The grandkids may be slightly skeptical about my Pirate-ness (Yes. That is a word.) but they are endlessly fascinated by the fake eye. At every opportunity, someone asks to touch it. I love their hesitation before approaching my eye and, once it’s touched, how quickly they retreat, grinning from ear to ear.

One day, the Rooster asked if I would remove the eye so he could see it. He was young at the time and I truly did not want to be the source of nightmares, so I quickly answered, “Oh, no, not ’til you’re fourteen.” Many months later, as he and I were hanging out in the yard, the eye began to itch. I reached under my glasses to rub the area and inadvertently caused the prosthetic to pop out. Fortunately I was able to catch it and once I did, I held it in my palm, extending it so he could see it. He was not amused. “GROSS, Mommom! What are you DOING? I’m NOT FOURTEEN, yet! I’m only eight!” Well done, Mommom.

Knowing that it is possible for the thing to pop out, another grandchild decided to surprise me when I visited her in Chicago. Yes, the Peanut spent one afternoon creating this rather large eyeball just in case I needed a spare. I’m guessing its generous size is due to all the love that went into making it…

Yes, I do have battle scars, maybe more than any one person ought to have. I do have a sword, perched high, well out of reach of small hands. I do have a fake eye and I always carry my eyepatch with me just in case, well, you know. I might not always catch the thing.

I told you it’s been an adventure! And there’s more to this saga!! So keep an eye out for what’s coming next, matey, as I continue on.


Arrrgh…

Once again, I sit here in January, duly writing on my computer and wondering how I failed to acknowledge an entire year. An entire effin’ year! And what a year it was, that 2018. One for the ages, I suppose. Or, at least, one for the blog. I’ll catch up on all of it bit by bit. Really. I have to because much of what is going on now began last fall when I was diagnosed with yet another rare, inexplicable cancer.

I am now in the very beginning stage of chemotherapy. I have been assured by some that my particular medication is considered a “friendly” form of therapy. My daughter shared a friend’s advice, words that brought immeasurable comfort: “This is not your (my) mother’s chemo.”

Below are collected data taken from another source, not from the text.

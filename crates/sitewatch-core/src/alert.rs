//! Alert dispatch with per-type cooldown
//!
//! The dispatcher remembers, per incident type, when the last alert was
//! successfully delivered and suppresses another alert of the same type
//! until the cooldown has elapsed. A failed delivery leaves the state as it
//! was, so the next cycle retries.
//!
//! The dispatcher never records incidents itself.

use chrono::{DateTime, Utc};
use std::collections::BTreeMap;
use std::sync::Arc;
use std::time::Duration;
use tokio::sync::Mutex;

use crate::incident::IncidentType;
use crate::notify::Notifier;
use crate::store::{get_json, put_json, KvStore, PersistenceError};

/// Store key of the dedup state
pub const ALERT_STATE_KEY: &str = "alert_state.json";

/// Incident type → unix seconds of the last delivered alert
pub type AlertState = BTreeMap<IncidentType, i64>;

pub struct AlertDispatcher {
    store: Arc<dyn KvStore>,
    notifier: Arc<dyn Notifier>,
    cooldown: Duration,
    // Held across the send so two dispatches of one type cannot interleave.
    lock: Mutex<()>,
}

impl AlertDispatcher {
    pub fn new(store: Arc<dyn KvStore>, notifier: Arc<dyn Notifier>, cooldown: Duration) -> Self {
        Self {
            store,
            notifier,
            cooldown,
            lock: Mutex::new(()),
        }
    }

    pub fn cooldown(&self) -> Duration {
        self.cooldown
    }

    /// Send unless an alert of this type went out within the cooldown
    pub async fn maybe_send(&self, incident_type: IncidentType, subject: &str, body: &str) -> bool {
        self.maybe_send_at(incident_type, subject, body, Utc::now())
            .await
    }

    /// [`maybe_send`](Self::maybe_send) evaluated at `now`
    pub async fn maybe_send_at(
        &self,
        incident_type: IncidentType,
        subject: &str,
        body: &str,
        now: DateTime<Utc>,
    ) -> bool {
        let _guard = self.lock.lock().await;

        let mut state = self.state().unwrap_or_else(|e| {
            tracing::warn!(error = %e, "Alert state unreadable, treating as empty");
            AlertState::new()
        });

        let now_secs = now.timestamp();
        let cooldown = i64::try_from(self.cooldown.as_secs()).unwrap_or(i64::MAX);

        if let Some(&last) = state.get(&incident_type) {
            if now_secs.saturating_sub(last) <= cooldown {
                tracing::info!(
                    incident_type = %incident_type,
                    last_sent = last,
                    "Alert suppressed by cooldown"
                );
                return false;
            }
        }

        match self.notifier.send(subject, body).await {
            Ok(()) => {
                state.insert(incident_type, now_secs);
                if let Err(e) = put_json(self.store.as_ref(), ALERT_STATE_KEY, &state) {
                    tracing::warn!(error = %e, "Failed to persist alert state");
                }
                tracing::info!(incident_type = %incident_type, subject, "Alert sent");
                true
            }
            Err(e) => {
                tracing::error!(incident_type = %incident_type, error = %e, "Alert delivery failed");
                false
            }
        }
    }

    /// Persisted dedup state
    pub fn state(&self) -> Result<AlertState, PersistenceError> {
        Ok(get_json(self.store.as_ref(), ALERT_STATE_KEY)?.unwrap_or_default())
    }
}

#[cfg(test)]
mod tests {
    use super::*;
    use crate::notify::testing::RecordingNotifier;
    use crate::store::MemoryStore;

    fn dispatcher(notifier: Arc<RecordingNotifier>) -> AlertDispatcher {
        AlertDispatcher::new(
            Arc::new(MemoryStore::new()),
            notifier,
            Duration::from_secs(3600),
        )
    }

    #[tokio::test]
    async fn test_cooldown_suppresses_then_allows() {
        let notifier = Arc::new(RecordingNotifier::default());
        let dispatcher = dispatcher(notifier.clone());
        let t0 = Utc::now();

        assert!(dispatcher.maybe_send_at(IncidentType::ContentChanged, "a", "b", t0).await);
        assert!(
            !dispatcher
                .maybe_send_at(IncidentType::ContentChanged, "a", "b", t0 + chrono::Duration::minutes(30))
                .await
        );
        assert_eq!(notifier.count(), 1);

        assert!(
            dispatcher
                .maybe_send_at(IncidentType::ContentChanged, "a", "b", t0 + chrono::Duration::seconds(3601))
                .await
        );
        assert_eq!(notifier.count(), 2);
    }

    #[tokio::test]
    async fn test_exact_cooldown_boundary_is_suppressed() {
        let notifier = Arc::new(RecordingNotifier::default());
        let dispatcher = dispatcher(notifier.clone());
        let t0 = Utc::now();

        dispatcher.maybe_send_at(IncidentType::SslError, "a", "b", t0).await;
        assert!(
            !dispatcher
                .maybe_send_at(IncidentType::SslError, "a", "b", t0 + chrono::Duration::seconds(3600))
                .await
        );
    }

    #[tokio::test]
    async fn test_types_are_deduplicated_independently() {
        let notifier = Arc::new(RecordingNotifier::default());
        let dispatcher = dispatcher(notifier.clone());
        let t0 = Utc::now();

        assert!(dispatcher.maybe_send_at(IncidentType::SiteUnavailable, "a", "b", t0).await);
        assert!(dispatcher.maybe_send_at(IncidentType::Info, "a", "b", t0).await);
        assert_eq!(notifier.count(), 2);
    }

    #[tokio::test]
    async fn test_failed_send_does_not_update_state() {
        let notifier = Arc::new(RecordingNotifier::failing());
        let dispatcher = dispatcher(notifier.clone());
        let t0 = Utc::now();

        assert!(!dispatcher.maybe_send_at(IncidentType::SiteUnavailable, "a", "b", t0).await);
        assert!(dispatcher.state().unwrap().is_empty());

        notifier.set_failing(false);
        assert!(
            dispatcher
                .maybe_send_at(IncidentType::SiteUnavailable, "a", "b", t0 + chrono::Duration::seconds(1))
                .await
        );
        assert_eq!(
            dispatcher.state().unwrap().get(&IncidentType::SiteUnavailable),
            Some(&(t0 + chrono::Duration::seconds(1)).timestamp())
        );
    }

    #[tokio::test]
    async fn test_state_persists_as_type_names() {
        let store = Arc::new(MemoryStore::new());
        let dispatcher = AlertDispatcher::new(
            store.clone(),
            Arc::new(RecordingNotifier::default()),
            Duration::from_secs(60),
        );
        let t0 = Utc::now();
        dispatcher.maybe_send_at(IncidentType::ContentChanged, "a", "b", t0).await;

        let raw: serde_json::Value = get_json(store.as_ref(), ALERT_STATE_KEY).unwrap().unwrap();
        assert_eq!(raw["content_changed"], t0.timestamp());
    }

    #[tokio::test]
    async fn test_corrupt_state_is_treated_as_empty() {
        let store = Arc::new(MemoryStore::new());
        store.put(ALERT_STATE_KEY, b"garbage").unwrap();
        let notifier = Arc::new(RecordingNotifier::default());
        let dispatcher = AlertDispatcher::new(store, notifier.clone(), Duration::from_secs(60));

        assert!(dispatcher.maybe_send(IncidentType::SslExpiring, "a", "b").await);
        assert_eq!(notifier.count(), 1);
    }
}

My mother was afflicted with two cancers: first breast, then oral. She succumbed to the second. I distinctly remember how much she suffered with it and its chemotherapy, so much so that she was far too weak to complete the regimen. As brutal as it was, there are still stories I hope to share about that time, if not for you, then for me, lest I forget the glimmers of brilliant sun that peeked through those times of great darkness.

During her first cancer, which had been diagnosed some two decades earlier, she did undergo successful surgery, radiation, and chemotherapy. At the time, busy as I was with my household of teenagers, I failed to visit her as often as I would have liked. I do remember a visit not long after her mastectomy. Mom, sitting on the side porch and enjoying the warmth of the summer afternoon, was frustrated because wearing a bra without two breasts was a bit unwieldy. One side stayed put, obviously, while the other side kept riding up. She looked to me for a solution. Unsurprisingly, mine was as impractical as it was humorous:

Fishing weights, Mom! They come in all weights and sizes!!

And off I went to the local hardware store. She gamely let me pin them on the cotton bra. My idea helped a little, though the belly-dancer-like fringe of weights clinked as she walked. Whether she used them once I returned to Pennsylvania or not, is anyone’s guess. Eventually, she got a prothesis and the Case of the Lopsided Bra was solved for good.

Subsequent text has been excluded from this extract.